Is your plan a Managed Care Plan or Private Care.  In managed care, the organization typically selects and contracts with the health care providers to provide certain services within certain price ranges.  In Private care, you choose your health care providers.  A Health Insurer typically issues a policy for a premium that pays for a percentage of the care provided, but is not involved in delivering the care.  A Health Maintenance Organization (HMO) is a hybrid;  It offers a policy, and contracts for services for its policy holders.  This hybrid typically provides basic health care at the least expense, but it is also the least flexible approach to obtaining health care.  A Preferred Provider Organization ( a PPO) is typically a loosely, but contractually organized confederation of health care providers, that a PPO benefit client chooses from in the process of obtaining the health care required.  Generally the PPO is separate from the Health Insurer, who sets the rates and deductibles on the policy based on the general rates charged by the associated PPO practitioners.

What are the Features of Your Plan?
To understand the features, it is sometimes helpful to explain three important terms:  Co-pay, co-insurance, deductibles, and limitations on features.  

A co-pay is a charge paid by the insured for every interface with the health care providers.  The co-pay may vary depending on the level of care, ie.  Different for an office visit or an emergency room visit.  If you have a $40 co-pay, you will be responsible, normally at the time of the appointment to produce a payment for the $40 responsibility.  The medical practitioner will then typically spend the next two to three months being paid by your provider.
Co-insurance is the amount you are going to pay above and beyond the co-payment responsibility.  For some policies the co-insurance is 20% or $2000 of the first $10,000.  The higher your share of co-insurance, the lower your cost for insurance premiums.  The co-insurance vulnerability or risk is normally capped at a certain amount per year on a multi-family member policy.  Ie.  For four family members the cap might be $2000 co-insurance per person, but capped as a family at $4000.  

The deductible is different than the co-pay or co-insurance.  The deductible represents a minimum amount beneath which the insured will pay 100% of the costs of the health care received.  So to summarize the integration of these, if you have a $1000 deductible, $40 co-pay, with a 25% co-insurance up to a cap of $10,000, you are liable for:
    The first $1000 of health care costs.
    $40 or as determined for each office visit or procedure for co-payment.
And a total out of pocket for the co-insurance prospective liability of 25% of all costs up to a cap of $2500 per annum.

The Features of the Policy, in addition to setting the above referenced costs and obligations may include:  Drug coverage, preventative care provisions, maternity coverage, emotional illness treatment, and optional but not critical surgery determinations.
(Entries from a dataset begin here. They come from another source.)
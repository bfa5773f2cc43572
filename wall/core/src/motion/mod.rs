//! Motion Scheduler - Drifting Cards
//!
//! Every card on the wall drifts on its own: a constant-velocity simulation
//! advanced by discrete, frame-rate independent ticks and reflected off the
//! container edges.
//!
//! # Tick
//!
//! ```text
//! dt        = min(now - last_tick, max_tick_dt)
//! last_tick = now
//! position += velocity * dt
//! per axis: below 0   -> clamp to 0,   velocity positive
//!           above max -> clamp to max, velocity negative
//!           (max = container - card size, never negative)
//! ```
//!
//! # Pause / Resume
//!
//! Pausing cancels every pending tick; positions and velocities survive.
//! Resuming re-anchors every card's `last_tick` at the resume instant before
//! scheduling fresh ticks, so the time spent paused is never integrated.

mod ticks;

pub use ticks::{FrameQueue, TickHandle, TickScheduler, TickSlot};

use std::f64::consts::TAU;
use std::time::Instant;

use rand::Rng;

use crate::config::MotionConfig;
use crate::entry::EntryId;
use crate::geometry::{Extent, Vec2};
use crate::registry::{Card, EntityRegistry};

/// Simulation state of one card
#[derive(Debug, Clone, PartialEq)]
pub struct AnimationState {
    /// Top-left corner in surface coordinates
    pub position: Vec2,
    /// Units per second
    pub velocity: Vec2,
    /// Last-known container extent
    pub bounds: Extent,
    /// When this card was last integrated
    pub last_tick: Instant,
    /// Pending tick, if any
    pub slot: TickSlot,
}

impl AnimationState {
    /// A motionless state anchored at `now`
    #[must_use]
    pub fn at_rest(now: Instant) -> Self {
        Self {
            position: Vec2::ZERO,
            velocity: Vec2::ZERO,
            bounds: Extent::default(),
            last_tick: now,
            slot: TickSlot::Idle,
        }
    }
}

/// Which axes hit a boundary during a tick
#[derive(Debug, Clone, Copy, Default, PartialEq, Eq)]
pub struct Reflection {
    /// Horizontal boundary hit
    pub x: bool,
    /// Vertical boundary hit
    pub y: bool,
}

impl Reflection {
    /// Whether any boundary was hit
    #[must_use]
    pub fn any(self) -> bool {
        self.x || self.y
    }
}

fn reflect_axis(position: &mut f64, velocity: &mut f64, max: f64) -> bool {
    if *position < 0.0 {
        *position = 0.0;
        *velocity = velocity.abs();
        true
    } else if *position > max {
        *position = max;
        *velocity = -velocity.abs();
        true
    } else {
        false
    }
}

/// Integrate one tick of `motion` for a card of `size`
///
/// `dt` is measured from `motion.last_tick` and capped at `max_dt`.
pub fn integrate(
    motion: &mut AnimationState,
    size: Extent,
    now: Instant,
    max_dt: std::time::Duration,
) -> Reflection {
    let dt = now.saturating_duration_since(motion.last_tick).min(max_dt);
    motion.last_tick = now;
    motion.position += motion.velocity * dt.as_secs_f64();

    let max = motion.bounds.max_offset(size);
    Reflection {
        x: reflect_axis(&mut motion.position.x, &mut motion.velocity.x, max.x),
        y: reflect_axis(&mut motion.position.y, &mut motion.velocity.y, max.y),
    }
}

/// Runs one motion simulation per card on a single thread
#[derive(Debug)]
pub struct MotionScheduler<Q: TickScheduler = FrameQueue> {
    config: MotionConfig,
    queue: Q,
    bounds: Extent,
    paused: bool,
    torn_down: bool,
}

impl MotionScheduler {
    /// Create a scheduler driven by a [`FrameQueue`]
    #[must_use]
    pub fn new(config: MotionConfig) -> Self {
        Self::with_queue(config, FrameQueue::new())
    }
}

impl<Q: TickScheduler> MotionScheduler<Q> {
    /// Create a scheduler over a custom tick source
    pub fn with_queue(config: MotionConfig, queue: Q) -> Self {
        Self {
            config,
            queue,
            bounds: Extent::default(),
            paused: false,
            torn_down: false,
        }
    }

    /// Current container extent
    #[must_use]
    pub fn bounds(&self) -> Extent {
        self.bounds
    }

    /// Whether ticks are globally suspended
    #[must_use]
    pub fn is_paused(&self) -> bool {
        self.paused
    }

    /// Whether the scheduler has been torn down
    #[must_use]
    pub fn is_torn_down(&self) -> bool {
        self.torn_down
    }

    /// Number of ticks waiting for the next frame
    #[must_use]
    pub fn pending_ticks(&self) -> usize {
        self.queue.pending()
    }

    /// Give a freshly registered card its random start and first tick
    ///
    /// The card is placed uniformly inside the free area of the container
    /// and sent off at a uniform speed in a uniform direction. While paused
    /// the card waits for [`resume`](Self::resume) to get its first tick.
    pub fn launch<R: Rng + ?Sized>(&mut self, card: &mut Card, now: Instant, rng: &mut R) {
        let margin = self.config.launch_margin;
        let span_x = (self.bounds.width - card.size.width - margin).max(margin);
        let span_y = (self.bounds.height - card.size.height - margin).max(margin);
        let position = self.bounds.clamp(
            card.size,
            Vec2::new(rng.gen::<f64>() * span_x, rng.gen::<f64>() * span_y),
        );

        let (min, max) = (self.config.speed_min, self.config.speed_max);
        let speed = if max > min { rng.gen_range(min..max) } else { min };
        let direction = rng.gen_range(0.0..TAU);

        card.motion = AnimationState {
            position,
            velocity: Vec2::from_polar(speed, direction),
            bounds: self.bounds,
            last_tick: now,
            slot: TickSlot::Idle,
        };

        if !self.paused {
            self.schedule(card);
        }
    }

    /// Run every tick due on this frame
    ///
    /// Returns how many cards moved. Cards are rescheduled unless the
    /// scheduler is paused or the card is `focused`.
    pub fn frame(
        &mut self,
        registry: &mut EntityRegistry,
        now: Instant,
        focused: Option<EntryId>,
    ) -> usize {
        if self.torn_down {
            return 0;
        }

        let max_dt = self.config.max_tick_dt();
        let mut moved = 0;
        for (handle, id) in self.queue.take_due() {
            let Some(card) = registry.get_mut(id) else {
                continue;
            };
            if card.motion.slot != TickSlot::Scheduled(handle) {
                continue;
            }
            card.motion.slot = TickSlot::Idle;

            let reflection = integrate(&mut card.motion, card.size, now, max_dt);
            if reflection.any() {
                tracing::trace!(%id, ?reflection, "Card bounced");
            }
            moved += 1;

            if !self.paused && focused != Some(id) {
                self.schedule(card);
            }
        }
        moved
    }

    /// Suspend every card, keeping its state
    ///
    /// Returns false (and does nothing) if already paused.
    pub fn pause(&mut self, registry: &mut EntityRegistry) -> bool {
        if self.paused || self.torn_down {
            return false;
        }

        for card in registry.all_mut() {
            self.cancel(card);
        }
        self.paused = true;
        debug_assert_eq!(self.queue.pending(), 0);
        tracing::debug!(cards = registry.len(), "Motion paused");
        true
    }

    /// Re-anchor every card at `now` and schedule all but `focused`
    ///
    /// Returns false (and does nothing) if not paused.
    pub fn resume(
        &mut self,
        registry: &mut EntityRegistry,
        now: Instant,
        focused: Option<EntryId>,
    ) -> bool {
        if !self.paused || self.torn_down {
            return false;
        }

        self.paused = false;
        for card in registry.all_mut() {
            card.motion.last_tick = now;
            if focused != Some(card.id()) {
                self.schedule(card);
            }
        }
        tracing::debug!(cards = registry.len(), "Motion resumed");
        true
    }

    /// Adopt a new container extent, pulling every card back inside
    ///
    /// Velocities and pending ticks are left alone.
    pub fn resize(&mut self, registry: &mut EntityRegistry, bounds: Extent) {
        self.bounds = bounds;
        for card in registry.all_mut() {
            card.motion.bounds = bounds;
            card.motion.position = bounds.clamp(card.size, card.motion.position);
        }
    }

    /// Cancel every pending tick and refuse further work
    pub fn teardown(&mut self, registry: &mut EntityRegistry) {
        for card in registry.all_mut() {
            self.cancel(card);
        }
        self.torn_down = true;
        tracing::debug!("Motion scheduler torn down");
    }

    fn schedule(&mut self, card: &mut Card) {
        if self.torn_down || card.motion.slot.is_scheduled() {
            return;
        }
        card.motion.slot = TickSlot::Scheduled(self.queue.schedule_tick(card.id()));
    }

    fn cancel(&mut self, card: &mut Card) {
        if let TickSlot::Scheduled(handle) = card.motion.slot {
            self.queue.cancel_tick(handle);
            card.motion.slot = TickSlot::Idle;
        }
    }
}
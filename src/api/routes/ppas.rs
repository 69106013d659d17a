//! Directory Routes
//!
//! - GET /api/v1/ppas?q=&state= - Search PPAs by name prefix and state
//! - GET /api/v1/ppas/states - States offered by the search form

use axum::{
    extract::{Query, State},
    Json,
};
use std::sync::Arc;

use crate::api::auth::Authenticated;
use crate::api::dto::{PpaListResponse, PpaSearchParams, StateListResponse};
use crate::api::error::ApiResult;
use crate::api::state::AppState;
use crate::services::{DirectorySearch, STATES};

/// GET /api/v1/ppas
pub async fn search_ppas(
    State(state): State<Arc<AppState>>,
    _auth: Authenticated,
    Query(params): Query<PpaSearchParams>,
) -> ApiResult<Json<PpaListResponse>> {
    let search = DirectorySearch::from(params);
    let ppas = state.services.directory.search(&search).await?;
    Ok(Json(PpaListResponse {
        total: ppas.len(),
        ppas,
    }))
}

/// GET /api/v1/ppas/states
pub async fn list_states(_auth: Authenticated) -> Json<StateListResponse> {
    Json(StateListResponse { states: STATES })
}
The amount you pay for your plan will typically increase by the addition of features, and the lowering of co-pays, deductibles, and your exposure to the co-insurance.  When you raise the amount you are willing to be responsible for, you typically save money each month.  Your family situation may encourage you to spend the money for the extra coverage if you have several young children at home and your family may add a baby at any time.  On the other hand, you may wish to raise the deductibles, the co-pays, and the co-insurance if you are beyond the need for maternity coverages, your children are grown, and you are in relatively good health.  You might then combine this strategy with a medical savings account.  The next article addresses strategy to control costs.

Spend the time necessary to actually read and review your policy.  Often your employer will have an appointed advisor on staff or the insurance company will provide one to assist you in understanding and selecting your best alternatives under the plans provided.